● **Instructions for the task**
Search the entries for the word "device" and return every line where it is found.

● **Record extracts**

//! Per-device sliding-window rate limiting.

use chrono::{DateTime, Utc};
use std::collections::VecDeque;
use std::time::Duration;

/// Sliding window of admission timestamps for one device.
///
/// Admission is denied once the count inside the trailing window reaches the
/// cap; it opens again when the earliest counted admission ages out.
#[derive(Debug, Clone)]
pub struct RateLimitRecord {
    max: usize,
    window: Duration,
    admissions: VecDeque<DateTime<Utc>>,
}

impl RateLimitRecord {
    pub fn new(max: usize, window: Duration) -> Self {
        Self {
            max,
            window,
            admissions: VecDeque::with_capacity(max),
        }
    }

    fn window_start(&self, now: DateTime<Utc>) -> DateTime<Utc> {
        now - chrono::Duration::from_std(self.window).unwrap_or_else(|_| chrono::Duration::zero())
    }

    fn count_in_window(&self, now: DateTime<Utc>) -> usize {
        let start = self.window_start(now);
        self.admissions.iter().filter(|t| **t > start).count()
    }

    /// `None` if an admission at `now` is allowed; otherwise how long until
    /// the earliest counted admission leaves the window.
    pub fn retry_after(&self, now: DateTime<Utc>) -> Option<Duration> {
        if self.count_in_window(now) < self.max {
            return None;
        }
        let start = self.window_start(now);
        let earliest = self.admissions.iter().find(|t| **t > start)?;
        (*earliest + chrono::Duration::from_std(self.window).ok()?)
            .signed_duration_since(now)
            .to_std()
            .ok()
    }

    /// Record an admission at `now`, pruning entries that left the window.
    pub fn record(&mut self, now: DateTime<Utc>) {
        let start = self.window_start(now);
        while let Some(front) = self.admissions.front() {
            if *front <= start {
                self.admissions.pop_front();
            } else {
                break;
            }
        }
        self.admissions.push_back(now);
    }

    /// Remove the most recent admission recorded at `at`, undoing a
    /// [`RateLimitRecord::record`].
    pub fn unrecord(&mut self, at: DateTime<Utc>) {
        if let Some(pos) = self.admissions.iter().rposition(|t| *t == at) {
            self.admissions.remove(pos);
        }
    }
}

● **Answer for the task**
//! Per-device sliding-window rate limiting.
/// Sliding window of admission timestamps for one device.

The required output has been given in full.